- Exercise instructions -
Repeat the data. Keep each line identical.

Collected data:
======
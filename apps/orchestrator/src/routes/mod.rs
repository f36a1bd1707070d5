pub mod health;
pub mod llm;

use axum::{
    routing::{get, post},
    Router,
};

use crate::state::AppState;

pub fn build_router(state: AppState) -> Router {
    Router::new()
        .route("/health", get(health::health_handler))
        .route("/api/v1/llm/tasks", post(llm::handle_run_task))
        .route("/api/v1/llm/models", get(llm::handle_list_models))
        .route("/api/v1/llm/breakers/:model", get(llm::handle_breaker_status))
        .route("/api/v1/llm/performance", get(llm::handle_performance))
        .route("/api/v1/llm/budget", get(llm::handle_budget))
        .route("/api/v1/llm/best-model", get(llm::handle_best_model))
        .with_state(state)
}
//! Strategy table: named bundles of per-task default and fallback models.
//!
//! The built-in table can be replaced wholesale by a JSON file of the same shape
//! (see `Config::load_strategy_table`).

use std::collections::BTreeMap;

use serde::{Deserialize, Serialize};

use crate::registry::{ModelRegistry, RegistryError};
use crate::task::TaskType;

pub const COST_OPTIMIZED: &str = "cost_optimized";
pub const BALANCED: &str = "balanced";
pub const QUALITY_OPTIMIZED: &str = "quality_optimized";

#[derive(Debug, Clone, PartialEq, Serialize, Deserialize)]
pub struct TaskModels {
    pub default: String,
    pub fallback: String,
}

#[derive(Debug, Clone, PartialEq, Serialize, Deserialize)]
pub struct StrategyConfig {
    /// Simple inputs go to the cheapest model of the task's modality.
    #[serde(default)]
    pub downgrade_simple_tasks: bool,
    pub tasks: BTreeMap<TaskType, TaskModels>,
}

impl StrategyConfig {
    pub fn models_for(&self, task_type: TaskType) -> Option<&TaskModels> {
        self.tasks.get(&task_type)
    }
}

#[derive(Debug, Clone, PartialEq, Serialize, Deserialize)]
#[serde(transparent)]
pub struct StrategyTable {
    strategies: BTreeMap<String, StrategyConfig>,
}

impl StrategyTable {
    pub fn get(&self, name: &str) -> Option<&StrategyConfig> {
        self.strategies.get(name)
    }

    pub fn names(&self) -> impl Iterator<Item = &str> {
        self.strategies.keys().map(String::as_str)
    }

    /// Every strategy must cover every task type with models the registry knows,
    /// of the right modality.
    pub fn validate(&self, registry: &ModelRegistry) -> Result<(), RegistryError> {
        for (name, strategy) in &self.strategies {
            for task_type in TaskType::all() {
                let models = strategy.models_for(task_type).ok_or_else(|| {
                    RegistryError::Invalid(format!(
                        "strategy '{name}' has no entry for {task_type}"
                    ))
                })?;
                for model in [&models.default, &models.fallback] {
                    let config = registry.get_model_config(model)?;
                    if config.modality() != task_type.modality() {
                        return Err(RegistryError::Invalid(format!(
                            "strategy '{name}' maps {task_type} to {model} \
                             of the wrong modality"
                        )));
                    }
                }
            }
        }
        Ok(())
    }
}

fn entry(default: &str, fallback: &str) -> TaskModels {
    TaskModels {
        default: default.to_string(),
        fallback: fallback.to_string(),
    }
}

impl Default for StrategyTable {
    fn default() -> Self {
        let mut strategies = BTreeMap::new();

        strategies.insert(
            COST_OPTIMIZED.to_string(),
            StrategyConfig {
                downgrade_simple_tasks: true,
                tasks: BTreeMap::from([
                    (TaskType::JobParsing, entry("gpt-4o-mini", "claude-3-5-haiku")),
                    (TaskType::DocumentParsing, entry("gpt-4o-mini", "claude-3-5-haiku")),
                    (TaskType::CvGeneration, entry("gpt-4o-mini", "claude-3-5-haiku")),
                    (
                        TaskType::Embedding,
                        entry("text-embedding-3-small", "text-embedding-3-large"),
                    ),
                ]),
            },
        );

        strategies.insert(
            BALANCED.to_string(),
            StrategyConfig {
                downgrade_simple_tasks: false,
                tasks: BTreeMap::from([
                    (TaskType::JobParsing, entry("gpt-4o-mini", "claude-3-5-haiku")),
                    (TaskType::DocumentParsing, entry("gpt-4o-mini", "claude-3-5-haiku")),
                    (TaskType::CvGeneration, entry("gpt-4o", "claude-sonnet-4")),
                    (
                        TaskType::Embedding,
                        entry("text-embedding-3-small", "text-embedding-3-large"),
                    ),
                ]),
            },
        );

        strategies.insert(
            QUALITY_OPTIMIZED.to_string(),
            StrategyConfig {
                downgrade_simple_tasks: false,
                tasks: BTreeMap::from([
                    (TaskType::JobParsing, entry("gpt-4o", "claude-sonnet-4")),
                    (TaskType::DocumentParsing, entry("claude-sonnet-4", "gpt-4o")),
                    (TaskType::CvGeneration, entry("claude-opus-4", "gpt-5")),
                    (
                        TaskType::Embedding,
                        entry("text-embedding-3-large", "text-embedding-3-small"),
                    ),
                ]),
            },
        );

        Self { strategies }
    }
}

#[cfg(test)]
mod tests {
    use super::*;

    #[test]
    fn test_builtin_table_is_valid() {
        let table = StrategyTable::default();
        assert!(table.validate(&ModelRegistry::builtin()).is_ok());
        assert_eq!(
            table.names().collect::<Vec<_>>(),
            vec![BALANCED, COST_OPTIMIZED, QUALITY_OPTIMIZED]
        );
    }

    #[test]
    fn test_table_loads_from_json() {
        let raw = r#"{
            "tiny": {
                "downgrade_simple_tasks": true,
                "tasks": {
                    "job_parsing": { "default": "gpt-4o-mini", "fallback": "claude-3-5-haiku" },
                    "document_parsing": { "default": "gpt-4o-mini", "fallback": "claude-3-5-haiku" },
                    "cv_generation": { "default": "gpt-4o-mini", "fallback": "claude-3-5-haiku" },
                    "embedding": { "default": "text-embedding-3-small", "fallback": "text-embedding-3-large" }
                }
            }
        }"#;
        let table: StrategyTable = serde_json::from_str(raw).unwrap();
        let tiny = table.get("tiny").unwrap();
        assert!(tiny.downgrade_simple_tasks);
        assert_eq!(
            tiny.models_for(TaskType::CvGeneration).unwrap().default,
            "gpt-4o-mini"
        );
        assert!(table.validate(&ModelRegistry::builtin()).is_ok());
    }

    #[test]
    fn test_validate_rejects_wrong_modality() {
        let mut table = StrategyTable::default();
        if let Some(balanced) = table.strategies.get_mut(BALANCED) {
            balanced
                .tasks
                .insert(TaskType::Embedding, entry("gpt-4o", "text-embedding-3-large"));
        }
        assert!(matches!(
            table.validate(&ModelRegistry::builtin()),
            Err(RegistryError::Invalid(_))
        ));
    }

    #[test]
    fn test_validate_rejects_unknown_model() {
        let mut table = StrategyTable::default();
        if let Some(balanced) = table.strategies.get_mut(BALANCED) {
            balanced
                .tasks
                .insert(TaskType::JobParsing, entry("gpt-17", "gpt-4o-mini"));
        }
        assert_eq!(
            table.validate(&ModelRegistry::builtin()),
            Err(RegistryError::ModelNotFound("gpt-17".to_string()))
        );
    }
}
======
- Task solution -
filename apps/orchestrator/src/routes/mod.rs
repository f36a1bd1707070d5
pub mod health;
pub mod llm;

use axum::{
    routing::{get, post},
    Router,
};

use crate::state::AppState;

pub fn build_router(state: AppState) -> Router {
    Router::new()
        .route("/health", get(health::health_handler))
        .route("/api/v1/llm/tasks", post(llm::handle_run_task))
        .route("/api/v1/llm/models", get(llm::handle_list_models))
        .route("/api/v1/llm/breakers/:model", get(llm::handle_breaker_status))
        .route("/api/v1/llm/performance", get(llm::handle_performance))
        .route("/api/v1/llm/budget", get(llm::handle_budget))
        .route("/api/v1/llm/best-model", get(llm::handle_best_model))
        .with_state(state)
}
//! Strategy table: named bundles of per-task default and fallback models.
//!
//! The built-in table can be replaced wholesale by a JSON file of the same shape
//! (see `Config::load_strategy_table`).

use std::collections::BTreeMap;

use serde::{Deserialize, Serialize};

use crate::registry::{ModelRegistry, RegistryError};
use crate::task::TaskType;

pub const COST_OPTIMIZED: &str = "cost_optimized";
pub const BALANCED: &str = "balanced";
pub const QUALITY_OPTIMIZED: &str = "quality_optimized";

#[derive(Debug, Clone, PartialEq, Serialize, Deserialize)]
pub struct TaskModels {
    pub default: String,
    pub fallback: String,
}

#[derive(Debug, Clone, PartialEq, Serialize, Deserialize)]
pub struct StrategyConfig {
    /// Simple inputs go to the cheapest model of the task's modality.
    #[serde(default)]
    pub downgrade_simple_tasks: bool,
    pub tasks: BTreeMap<TaskType, TaskModels>,
}

impl StrategyConfig {
    pub fn models_for(&self, task_type: TaskType) -> Option<&TaskModels> {
        self.tasks.get(&task_type)
    }
}

#[derive(Debug, Clone, PartialEq, Serialize, Deserialize)]
#[serde(transparent)]
pub struct StrategyTable {
    strategies: BTreeMap<String, StrategyConfig>,
}

impl StrategyTable {
    pub fn get(&self, name: &str) -> Option<&StrategyConfig> {
        self.strategies.get(name)
    }

    pub fn names(&self) -> impl Iterator<Item = &str> {
        self.strategies.keys().map(String::as_str)
    }

    /// Every strategy must cover every task type with models the registry knows,
    /// of the right modality.
    pub fn validate(&self, registry: &ModelRegistry) -> Result<(), RegistryError> {
        for (name, strategy) in &self.strategies {
            for task_type in TaskType::all() {
                let models = strategy.models_for(task_type).ok_or_else(|| {
                    RegistryError::Invalid(format!(
                        "strategy '{name}' has no entry for {task_type}"
                    ))
                })?;
                for model in [&models.default, &models.fallback] {
                    let config = registry.get_model_config(model)?;
                    if config.modality() != task_type.modality() {
                        return Err(RegistryError::Invalid(format!(
                            "strategy '{name}' maps {task_type} to {model} \
                             of the wrong modality"
                        )));
                    }
                }
            }
        }
        Ok(())
    }
}

fn entry(default: &str, fallback: &str) -> TaskModels {
    TaskModels {
        default: default.to_string(),
        fallback: fallback.to_string(),
    }
}

impl Default for StrategyTable {
    fn default() -> Self {
        let mut strategies = BTreeMap::new();

        strategies.insert(
            COST_OPTIMIZED.to_string(),
            StrategyConfig {
                downgrade_simple_tasks: true,
                tasks: BTreeMap::from([
                    (TaskType::JobParsing, entry("gpt-4o-mini", "claude-3-5-haiku")),
                    (TaskType::DocumentParsing, entry("gpt-4o-mini", "claude-3-5-haiku")),
                    (TaskType::CvGeneration, entry("gpt-4o-mini", "claude-3-5-haiku")),
                    (
                        TaskType::Embedding,
                        entry("text-embedding-3-small", "text-embedding-3-large"),
                    ),
                ]),
            },
        );

        strategies.insert(
            BALANCED.to_string(),
            StrategyConfig {
                downgrade_simple_tasks: false,
                tasks: BTreeMap::from([
                    (TaskType::JobParsing, entry("gpt-4o-mini", "claude-3-5-haiku")),
                    (TaskType::DocumentParsing, entry("gpt-4o-mini", "claude-3-5-haiku")),
                    (TaskType::CvGeneration, entry("gpt-4o", "claude-sonnet-4")),
                    (
                        TaskType::Embedding,
                        entry("text-embedding-3-small", "text-embedding-3-large"),
                    ),
                ]),
            },
        );

        strategies.insert(
            QUALITY_OPTIMIZED.to_string(),
            StrategyConfig {
                downgrade_simple_tasks: false,
                tasks: BTreeMap::from([
                    (TaskType::JobParsing, entry("gpt-4o", "claude-sonnet-4")),
                    (TaskType::DocumentParsing, entry("claude-sonnet-4", "gpt-4o")),
                    (TaskType::CvGeneration, entry("claude-opus-4", "gpt-5")),
                    (
                        TaskType::Embedding,
                        entry("text-embedding-3-large", "text-embedding-3-small"),
                    ),
                ]),
            },
        );

        Self { strategies }
    }
}

#[cfg(test)]
mod tests {
    use super::*;

    #[test]
    fn test_builtin_table_is_valid() {
        let table = StrategyTable::default();
        assert!(table.validate(&ModelRegistry::builtin()).is_ok());
        assert_eq!(
            table.names().collect::<Vec<_>>(),
            vec![BALANCED, COST_OPTIMIZED, QUALITY_OPTIMIZED]
        );
    }

    #[test]
    fn test_table_loads_from_json() {
        let raw = r#"{
            "tiny": {
                "downgrade_simple_tasks": true,
                "tasks": {
                    "job_parsing": { "default": "gpt-4o-mini", "fallback": "claude-3-5-haiku" },
                    "document_parsing": { "default": "gpt-4o-mini", "fallback": "claude-3-5-haiku" },
                    "cv_generation": { "default": "gpt-4o-mini", "fallback": "claude-3-5-haiku" },
                    "embedding": { "default": "text-embedding-3-small", "fallback": "text-embedding-3-large" }
                }
            }
        }"#;
        let table: StrategyTable = serde_json::from_str(raw).unwrap();
        let tiny = table.get("tiny").unwrap();
        assert!(tiny.downgrade_simple_tasks);
        assert_eq!(
            tiny.models_for(TaskType::CvGeneration).unwrap().default,
            "gpt-4o-mini"
        );
        assert!(table.validate(&ModelRegistry::builtin()).is_ok());
    }

    #[test]
    fn test_validate_rejects_wrong_modality() {
        let mut table = StrategyTable::default();
        if let Some(balanced) = table.strategies.get_mut(BALANCED) {
            balanced
                .tasks
                .insert(TaskType::Embedding, entry("gpt-4o", "text-embedding-3-large"));
        }
        assert!(matches!(
            table.validate(&ModelRegistry::builtin()),
            Err(RegistryError::Invalid(_))
        ));
    }

    #[test]
    fn test_validate_rejects_unknown_model() {
        let mut table = StrategyTable::default();
        if let Some(balanced) = table.strategies.get_mut(BALANCED) {
            balanced
                .tasks
                .insert(TaskType::JobParsing, entry("gpt-17", "gpt-4o-mini"));
        }
        assert_eq!(
            table.validate(&ModelRegistry::builtin()),
            Err(RegistryError::ModelNotFound("gpt-17".to_string()))
        );
    }
}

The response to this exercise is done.